Para piorar, sua produção interna vem caindo continuamente (falta dinheiro para investir), o que a obriga a aumentar as importações de gasolina e de outros derivados para suprir o abastecimento, gastando mais do que planejou com o dólar em alta e agravando a defasagem (prejuízo) entre o preço de importação e o que vende aqui.
Pior ainda: a renúncia fiscal estimulou a venda de automóveis no Brasil, engarrafando o tráfego nas grandes cidades e expandindo o consumo de combustíveis. E mais grave: quanto mais próximas as eleições, mais distante a solução, já que os governos do PT deram inúmeras provas de que preferem sacrificar a economia a perder votos nas urnas.
A alternativa de repetir a megacapitalização na empresa, como aconteceu em 2010, virou questão de honra para a presidente Graça Foster. Em recente entrevista ao jornal O Globo, ela respondeu irritada: "Outra capitalização? Não, com Graça não! Já disse que não farei. Já disse ao acionista (o governo) que não, não". Pudera! Como outras soluções simplistas, apressadas e absolutamente primárias - as transferências de dinheiro do Tesouro Nacional para os bancos públicos, por exemplo -, a megacapitalização também produziu prejuízos irrecuperáveis para a imagem e a credibilidade da Petrobrás: derrubou suas ações na Bovespa e em Nova York e jogou ao chão seu valor patrimonial. Pelo tom da resposta, certamente Graça Foster vem sendo pressionada pelo governo a recorrer a outra capitalização, que até pode ajudar a pagar R$ 4,5 bilhões só de bônus de assinatura no leilão de Libra, mas produz efeito devastador no curto, no médio e no longo prazos na saúde financeira da estatal.
Nem nos governos militares, que congelavam os preços, mas compensavam com apoio financeiro, a Petrobrás foi tão maltratada.
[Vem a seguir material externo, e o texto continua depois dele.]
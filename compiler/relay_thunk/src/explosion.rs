//! Ordered runs of IR values being consumed or produced.
//!
//! An explosion is the flat value list of one or more logical values.
//! Marshaling claims from the front and strips trailing parameters from
//! the back; running past either end is an internal consistency error.

use smallvec::SmallVec;

use relay_ir::VarId;

use crate::internal_error;

#[derive(Clone, Debug, Default, PartialEq, Eq)]
pub struct Explosion {
    values: SmallVec<[VarId; 8]>,
    next: usize,
}

impl Explosion {
    pub fn new() -> Self {
        Self::default()
    }

    pub fn add(&mut self, value: VarId) {
        self.values.push(value);
    }

    pub fn add_all(&mut self, values: impl IntoIterator<Item = VarId>) {
        self.values.extend(values);
    }

    /// Number of unclaimed values.
    pub fn size(&self) -> usize {
        self.values.len() - self.next
    }

    pub fn is_empty(&self) -> bool {
        self.size() == 0
    }

    pub fn claim_next(&mut self) -> VarId {
        let Some(&value) = self.values.get(self.next) else {
            internal_error("claimed past the end of an explosion")
        };
        self.next += 1;
        value
    }

    pub fn claim(&mut self, n: usize) -> SmallVec<[VarId; 4]> {
        if n > self.size() {
            internal_error(format_args!(
                "claimed {n} values from an explosion of {}",
                self.size()
            ));
        }
        let out = SmallVec::from_slice(&self.values[self.next..self.next + n]);
        self.next += n;
        out
    }

    /// Remove the last unclaimed value.
    pub fn take_last(&mut self) -> VarId {
        if self.is_empty() {
            internal_error("took the last value of an empty explosion");
        }
        self.values
            .pop()
            .unwrap_or_else(|| internal_error("took the last value of an empty explosion"))
    }

    /// Move the next `n` values into `other`, unchanged.
    pub fn transfer_into(&mut self, other: &mut Explosion, n: usize) {
        other.add_all(self.claim(n));
    }

    pub fn claim_all(&mut self) -> SmallVec<[VarId; 4]> {
        self.claim(self.size())
    }

    pub fn as_slice(&self) -> &[VarId] {
        &self.values[self.next..]
    }
}

impl FromIterator<VarId> for Explosion {
    fn from_iter<I: IntoIterator<Item = VarId>>(iter: I) -> Self {
        Self {
            values: iter.into_iter().collect(),
            next: 0,
        }
    }
}
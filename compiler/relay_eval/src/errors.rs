//! Faults raised while running thunk IR on the reference machine.
//!
//! Each variant is something real hardware or the runtime would trap on;
//! tests assert that well-formed thunks never raise them.

use relay_abi::AbiError;

#[derive(Clone, Debug, PartialEq, Eq, thiserror::Error)]
pub enum EvalError {
    #[error("access to unmapped address {0:#x}")]
    Unmapped(u64),

    #[error("read of {0:#x} after its value was taken")]
    UseAfterTake(u64),

    #[error("call to {0}, which is neither a thunk nor a registered implementation")]
    UnknownCallee(String),

    #[error("pointer {value:#x} failed authentication (expected tag {expected:#06x})")]
    AuthFailure { value: u64, expected: u16 },

    #[error("{what}: expected {expected} values, found {found}")]
    ArityMismatch {
        what: String,
        expected: usize,
        found: usize,
    },

    #[error("`{0}` raised an error but its caller passed no error slot")]
    UnhandledError(String),

    #[error("context frame at {frame:#x} has {actual} bytes, {required} required")]
    FrameTooSmall { frame: u64, actual: u32, required: u32 },

    #[error("descriptor {0:#x} does not identify a method of the given class")]
    BadDescriptor(u64),

    #[error("argument {0} does not match how its parameter is passed")]
    ArgumentShape(usize),

    #[error("reached unreachable code in `{0}`")]
    Unreachable(String),

    #[error(transparent)]
    Metadata(#[from] AbiError),
}

pub type EvalResult<T> = Result<T, EvalError>;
Eletrobrás. A empresa é outra vítima do governo Dilma Rousseff. Não bastasse a redução da tarifa de luz, que fez desabar o preço das ações nas bolsas, esvaziou seu caixa com a brusca queda de faturamento e levou-a a cortar 30% dos investimentos, a Eletrobrás tem sido crescentemente acionada pelos sucessivos governos a acampar distribuidoras estaduais de gestão caótica e prejuízos irrecuperáveis. As seis que ela abrigou (Amazonas, Alagoas, Piauí, Rondônia, Roraima e Acre) subtraíram de seu caixa, em 2012, R$ 1 bilhão em investimentos e mais R$ 1,33 bilhão em prejuízos.
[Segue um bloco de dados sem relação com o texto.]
//! Textual form of the thunk IR, for tracing and test failure output.
//!
//! ```text
//! fn _relay_geo$Shape$area$pio_d$Tj ordinary (%0: ptr, %1: ptr, %2: ptr) {
//! bb0:
//!   %3 = witness_method %2[1]
//!   %4 = call ordinary %3(%0, %1, %2)
//!   return %4
//! }
//! ```

use std::fmt::{self, Write};

use super::{Instr, Terminator, ThunkFunction, VTableOffset, VarId};
use crate::method::CallingConventionKind;
use crate::StringInterner;

/// Borrowing display adapter returned by [`ThunkFunction::display`].
pub struct FunctionDisplay<'a> {
    func: &'a ThunkFunction,
    interner: &'a StringInterner,
}

impl ThunkFunction {
    pub fn display<'a>(&'a self, interner: &'a StringInterner) -> FunctionDisplay<'a> {
        FunctionDisplay {
            func: self,
            interner,
        }
    }
}

fn convention_str(convention: CallingConventionKind) -> &'static str {
    match convention {
        CallingConventionKind::Ordinary => "ordinary",
        CallingConventionKind::Asynchronous => "async",
        CallingConventionKind::YieldingCoroutine => "yield_once",
    }
}

fn var_list(vars: &[VarId]) -> String {
    let mut out = String::new();
    for (i, v) in vars.iter().enumerate() {
        if i > 0 {
            out.push_str(", ");
        }
        let _ = write!(out, "%{}", v.raw());
    }
    out
}

impl fmt::Display for FunctionDisplay<'_> {
    fn fmt(&self, f: &mut fmt::Formatter<'_>) -> fmt::Result {
        let func = self.func;
        write!(
            f,
            "fn {} {} (",
            self.interner.lookup(func.name),
            convention_str(func.convention)
        )?;
        for (i, p) in func.params.iter().enumerate() {
            if i > 0 {
                f.write_str(", ")?;
            }
            write!(f, "%{}: {}", p.raw(), func.var_kind(*p))?;
        }
        f.write_str(") {\n")?;
        for block in &func.blocks {
            writeln!(f, "bb{}:", block.id.raw())?;
            for instr in &block.body {
                f.write_str("  ")?;
                self.fmt_instr(f, instr)?;
                f.write_str("\n")?;
            }
            f.write_str("  ")?;
            fmt_terminator(f, &block.terminator)?;
            f.write_str("\n")?;
        }
        f.write_str("}")
    }
}

impl FunctionDisplay<'_> {
    fn fmt_instr(&self, f: &mut fmt::Formatter<'_>, instr: &Instr) -> fmt::Result {
        match instr {
            Instr::Const { dst, value } => write!(f, "%{} = const {value:#x}", dst.raw()),
            Instr::GlobalAddr { dst, symbol } => {
                write!(f, "%{} = global @{}", dst.raw(), self.interner.lookup(*symbol))
            }
            Instr::Load { dst, addr, offset } => {
                write!(f, "%{} = load [%{} + {offset}]", dst.raw(), addr.raw())
            }
            Instr::Store {
                value,
                addr,
                offset,
            } => write!(f, "store %{} -> [%{} + {offset}]", value.raw(), addr.raw()),
            Instr::LoadTake { dsts, addr } => {
                write!(f, "({}) = load_take [%{}]", var_list(dsts), addr.raw())
            }
            Instr::StackAlloc { dst, bytes } => write!(f, "%{} = alloca {bytes}", dst.raw()),
            Instr::MapFromNative { ty, dsts, srcs } => write!(
                f,
                "({}) = from_native t{} ({})",
                var_list(dsts),
                ty.raw(),
                var_list(srcs)
            ),
            Instr::MapToNative { ty, dsts, srcs } => write!(
                f,
                "({}) = to_native t{} ({})",
                var_list(dsts),
                ty.raw(),
                var_list(srcs)
            ),
            Instr::HeapMetadata { dst, object } => {
                write!(f, "%{} = heap_metadata %{}", dst.raw(), object.raw())
            }
            Instr::WitnessMethod { dst, table, index } => {
                write!(f, "%{} = witness_method %{}[{index}]", dst.raw(), table.raw())
            }
            Instr::VTableMethod {
                dst,
                metadata,
                offset,
            } => match offset {
                VTableOffset::Fixed { word } => {
                    write!(f, "%{} = vtable_method %{}[{word}]", dst.raw(), metadata.raw())
                }
                VTableOffset::Resilient { bounds, index } => write!(
                    f,
                    "%{} = vtable_method %{}[@{} + {index}]",
                    dst.raw(),
                    metadata.raw(),
                    self.interner.lookup(*bounds)
                ),
            },
            Instr::Authenticate { dst, value, auth } => write!(
                f,
                "%{} = auth %{} {} {:#06x}",
                dst.raw(),
                value.raw(),
                auth.key.as_str(),
                auth.discriminator
            ),
            Instr::Sign { dst, value, auth } => write!(
                f,
                "%{} = sign %{} {} {:#06x}",
                dst.raw(),
                value.raw(),
                auth.key.as_str(),
                auth.discriminator
            ),
            Instr::CompareEq { dst, lhs, rhs } => {
                write!(f, "%{} = eq %{}, %{}", dst.raw(), lhs.raw(), rhs.raw())
            }
            Instr::AsyncFrameEntry {
                context,
                frame_size,
            } => write!(f, "async_entry %{} size {frame_size}", context.raw()),
            Instr::Call {
                callee,
                convention,
                args,
                results,
            } => write!(
                f,
                "({}) = call {} %{}({})",
                var_list(results),
                convention_str(*convention),
                callee.raw(),
                var_list(args)
            ),
            Instr::CallRuntime { dst, func, args } => write!(
                f,
                "%{} = call_runtime {}({})",
                dst.raw(),
                func.symbol(),
                var_list(args)
            ),
        }
    }
}

fn fmt_terminator(f: &mut fmt::Formatter<'_>, terminator: &Terminator) -> fmt::Result {
    match terminator {
        Terminator::Return { values } if values.is_empty() => f.write_str("return"),
        Terminator::Return { values } => write!(f, "return {}", var_list(values)),
        Terminator::AsyncExit => f.write_str("async_exit"),
        Terminator::Branch {
            cond,
            then_block,
            else_block,
        } => write!(
            f,
            "br %{}, bb{}, bb{}",
            cond.raw(),
            then_block.raw(),
            else_block.raw()
        ),
        Terminator::Jump { target } => write!(f, "jump bb{}", target.raw()),
        Terminator::Unreachable => f.write_str("unreachable"),
    }
}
O dilema se arrasta há anos: os governos estaduais transferiram o abacaxi financeiro para a Eletrobrás, mas não abriram mão de continuar influenciando politicamente na gestão das distribuidoras, ora delas extraindo favores políticos e eleitorais, ora ocupando cargos com apadrinhados. Numa tentativa de afastar os governadores, em 2006 foi nomeada uma única diretoria para as seis, com sede no Rio de Janeiro. Inútil, elas continuaram sangrando o balanço financeiro da Eletrobrás. Agora o Banco Santander foi contratado para propor uma solução, que seria a privatização, mas o governo não sabe o que fazer, não quer privatizar em ano eleitoral.
O diretor-geral da Agência Nacional de Energia Elétrica (Aneel), Romeu Donizete Rufino, diz que fiscaliza as empresas com o mesmo rigor, sejam elas estatais ou privadas. "Se a gestão é ruim, cobramos eficiência", afirma. Mas é óbvio que o tratamento dado às distribuidoras estatais é bem diferente daquele recebido pelas empresas do grupo privado Rede. "A solução para o Grupo Rede tinha de ser a intervenção. Já no caso das seis distribuidoras, a Eletrobrás não vai deixar falirem", explica. No fim de tudo, quem paga a conta da incompetência e da invasão dos políticos são todos os brasileiros, acionistas da Eletrobrás.